The Australian one-pound note was the most prevalent banknote in circulation with the pound series, with the last series of 1953–66 having 1,066 million banknotes printed. The first banknotes issued were superscribed notes purchased from 15 banks across Australia and printed with Australian Note and were payable in gold. Upon decimalisation in 1966, it was worth two dollars.

==Historic £1 note==
In May 2015, the National Library of Australia announced that it had discovered the first £1 banknote printed by the Commonwealth of Australia, among a collection of specimen banknotes. This uncirculated Australian Pound (£1) note, with the serial number (red-ink) P000001, was the first piece of currency to carry the coat of arms of Australia, and carries the imprinted signatures of George Allen (Secretary of the Treasury; 1 January 1901 – 13 March 1916) and James Collins (Assistant Secretary, later Secretary; 14 March 1916 – 26 June 1926). Soon after its production in 1913, it was presented to the then Prime Minister, Andrew Fisher, who retained it until 1927 when he gave it to then prime minister Stanley Bruce for donation to the Parliamentary Library. At that time, the National Library was part of the Parliamentary Library. There is a contemporaneous record in the National Archives of the accession of the note into the national collection.

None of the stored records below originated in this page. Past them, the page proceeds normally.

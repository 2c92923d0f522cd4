//! The complete RP2040 vector table, and its published layout.
//!
//! The boot stage reads the table from the start of the image (after the
//! 256-byte second-stage bootloader, at `0x1000_0100`), points VTOR at it,
//! loads `sp` from word 0 and jumps to word 1.  From then on the NVIC indexes
//! it by exception number for every exception and interrupt.
//!
//! Nothing here can make the hardware read the table from the right place;
//! that is the linker script's job, and `link.x` asserts it.  What this module
//! does guarantee is the table's shape: its size and the index of every named
//! vector are checked at compile time against `LAYOUT`, which spells out the
//! ARMv6-M exception model followed by the RP2040 datasheet's interrupt list.

use static_assertions::const_assert_eq;

use crate::arm_m::exc::{Exception, ExceptionTable, EXCEPTION_COUNT};
use crate::rp2040::irq::{Interrupt, InterruptTable, INTERRUPT_COUNT};

/// Number of words in the vector table.
pub const VECTOR_COUNT: usize = EXCEPTION_COUNT + INTERRUPT_COUNT;

/// The table must be aligned to its size rounded up to a power of two for
/// VTOR.
pub const VECTOR_TABLE_ALIGN: usize = 256;

/// Offset of the table from the start of flash: the boot ROM loads the first
/// 256 bytes as the second-stage bootloader.
pub const VECTOR_TABLE_FLASH_OFFSET: usize = 0x100;

/// The RP2040 vector table: the ARMv6-M exception table, immediately followed
/// by the NVIC interrupt vectors.
///
/// A firmware image has exactly one of these, as an immutable `static` in the
/// `.vector_table` section:
///
/// ```ignore
/// #[no_mangle]
/// #[link_section = ".vector_table"]
/// pub static VECTORS: VectorTable = VectorTable {
///     exceptions: exc::default_exception_table(stack_top, _reset_vector),
///     interrupts: InterruptTable {
///         io_irq_bank0: on_gpio,
///         .. irq::DEFAULT_TABLE
///     },
/// };
/// ```
#[repr(C)]
pub struct VectorTable {
    pub exceptions: ExceptionTable,
    pub interrupts: InterruptTable,
}

const WORD: usize = core::mem::size_of::<usize>();

const_assert_eq!(core::mem::size_of::<VectorTable>(), VECTOR_COUNT * WORD);
const_assert_eq!(core::mem::offset_of!(VectorTable, interrupts),
                 EXCEPTION_COUNT * WORD);
const_assert_eq!(core::mem::offset_of!(InterruptTable, io_irq_bank0),
                 Interrupt::IoIrqBank0 as usize * WORD);
const_assert_eq!(core::mem::offset_of!(InterruptTable, rtc_irq),
                 Interrupt::RtcIrq as usize * WORD);
const_assert_eq!(core::mem::offset_of!(InterruptTable, spare_irq_31),
                 Interrupt::SpareIrq31 as usize * WORD);

impl VectorTable {
    /// The table as the hardware sees it: one word per vector.
    pub fn words(&self) -> [usize; VECTOR_COUNT] {
        // Every field is a pointer-sized pointer or `Option` of a function
        // pointer, which has the same representation with `None` as zero.
        unsafe { core::mem::transmute_copy(self) }
    }

    /// The word at `index`, or `None` past the end of the table.
    pub fn entry(&self, index: usize) -> Option<usize> {
        self.words().get(index).copied()
    }
}

/// What the hardware expects to find at one index of the vector table.
#[derive(Copy, Clone, Debug, Eq, PartialEq)]
pub enum Vector {
    /// Word 0: the initial main stack pointer.
    StackTop,
    /// Word 1: the reset vector.
    Reset,
    Exception(Exception),
    /// Architecturally reserved; never dispatched, always zero.
    Reserved,
    Interrupt(Interrupt),
}

/// The documented layout, index by index.
pub const LAYOUT: [Vector; VECTOR_COUNT] = build_layout();

const fn build_layout() -> [Vector; VECTOR_COUNT] {
    let mut layout = [Vector::Reserved; VECTOR_COUNT];
    layout[0] = Vector::StackTop;
    layout[1] = Vector::Reset;

    let mut i = 0;
    while i < Exception::ALL.len() {
        let e = Exception::ALL[i];
        layout[e.vector_index()] = Vector::Exception(e);
        i += 1;
    }

    let mut i = 0;
    while i < INTERRUPT_COUNT {
        let irq = Interrupt::ALL[i];
        layout[irq.vector_index()] = Vector::Interrupt(irq);
        i += 1;
    }
    layout
}

impl Vector {
    /// The vector at `index`, or `None` past the end of the table.
    pub fn at(index: usize) -> Option<Vector> {
        LAYOUT.get(index).copied()
    }

    pub fn name(self) -> &'static str {
        match self {
            Vector::StackTop => "initial SP",
            Vector::Reset => "Reset",
            Vector::Exception(e) => e.name(),
            Vector::Reserved => "reserved",
            Vector::Interrupt(irq) => irq.name(),
        }
    }

    /// Whether an application can bind a handler here.
    pub fn is_bindable(self) -> bool {
        matches!(self, Vector::Exception(_) | Vector::Interrupt(_))
    }
}

/// The table is only ever read, by hardware.
unsafe impl Sync for VectorTable {}

#[cfg(test)]
mod tests {
    use super::*;
    use crate::arm_m::exc;
    use crate::arm_m::trap::default_handler;
    use crate::rp2040::irq;

    static STACK: u32 = 0;

    unsafe extern "C" fn test_reset() -> ! {
        panic!("reset is never called from tests")
    }

    extern "C" fn on_gpio() {}
    extern "C" fn on_hard_fault() {}

    fn table() -> VectorTable {
        VectorTable {
            exceptions: ExceptionTable {
                hard_fault: on_hard_fault,
                .. exc::default_exception_table(&STACK, test_reset)
            },
            interrupts: InterruptTable {
                io_irq_bank0: on_gpio,
                .. irq::DEFAULT_TABLE
            },
        }
    }

    #[test]
    fn layout_matches_the_armv6m_and_rp2040_documentation() {
        assert_eq!(LAYOUT.len(), 48);
        assert_eq!(LAYOUT[0], Vector::StackTop);
        assert_eq!(LAYOUT[1], Vector::Reset);
        assert_eq!(LAYOUT[2], Vector::Exception(Exception::Nmi));
        assert_eq!(LAYOUT[3], Vector::Exception(Exception::HardFault));
        for i in (4..=10).chain(12..=13) {
            assert_eq!(LAYOUT[i], Vector::Reserved, "index {}", i);
        }
        assert_eq!(LAYOUT[11], Vector::Exception(Exception::SvCall));
        assert_eq!(LAYOUT[14], Vector::Exception(Exception::PendSv));
        assert_eq!(LAYOUT[15], Vector::Exception(Exception::SysTick));
        assert_eq!(LAYOUT[16], Vector::Interrupt(Interrupt::TimerIrq0));
        assert_eq!(LAYOUT[29], Vector::Interrupt(Interrupt::IoIrqBank0));
        assert_eq!(LAYOUT[41], Vector::Interrupt(Interrupt::RtcIrq));
        assert_eq!(LAYOUT[47], Vector::Interrupt(Interrupt::SpareIrq31));
    }

    #[test]
    fn every_index_holds_what_the_layout_says() {
        let t = table();
        let words = t.words();
        let trap = default_handler as usize;

        for (index, vector) in LAYOUT.iter().enumerate() {
            let expected = match *vector {
                Vector::StackTop => &STACK as *const u32 as usize,
                Vector::Reset => test_reset as usize,
                Vector::Reserved => 0,
                Vector::Exception(Exception::HardFault) => on_hard_fault as usize,
                Vector::Interrupt(Interrupt::IoIrqBank0) => on_gpio as usize,
                Vector::Exception(_) | Vector::Interrupt(_) => trap,
            };
            assert_eq!(words[index], expected, "{} at {}", vector.name(), index);
        }
    }

    #[test]
    fn no_bindable_slot_is_null() {
        let t = table();
        for (index, vector) in LAYOUT.iter().enumerate() {
            if vector.is_bindable() {
                assert_ne!(t.entry(index), Some(0), "{}", vector.name());
            }
        }
        assert_eq!(t.entry(VECTOR_COUNT), None);
    }

    #[test]
    fn stack_and_reset_do_not_depend_on_bindings() {
        let bare = VectorTable {
            exceptions: exc::default_exception_table(&STACK, test_reset),
            interrupts: irq::DEFAULT_TABLE,
        };
        let bound = table();
        assert_eq!(bare.entry(0), bound.entry(0));
        assert_eq!(bare.entry(1), bound.entry(1));
    }

    #[test]
    fn vector_lookup_and_names() {
        assert_eq!(Vector::at(29).map(Vector::name), Some("IO_IRQ_BANK0"));
        assert_eq!(Vector::at(0).map(Vector::is_bindable), Some(false));
        assert_eq!(Vector::at(48), None);
    }
}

The curator of the collection said that the note had been placed it into a conservation sleeve sometime in the past 30 years, and that notes with similar rarity and provenance and age to this note, have been sold for over A$1m.

==Signature combinations==
Collins and Allen (1913, 1914)
Charles Cerutty and James Collins (1918)
Miller and James Collins (1923)
Kell and James Collins (1926)
 Kell and James Heathershaw (1927)
Ernest Riddle and James Heathershaw (1927)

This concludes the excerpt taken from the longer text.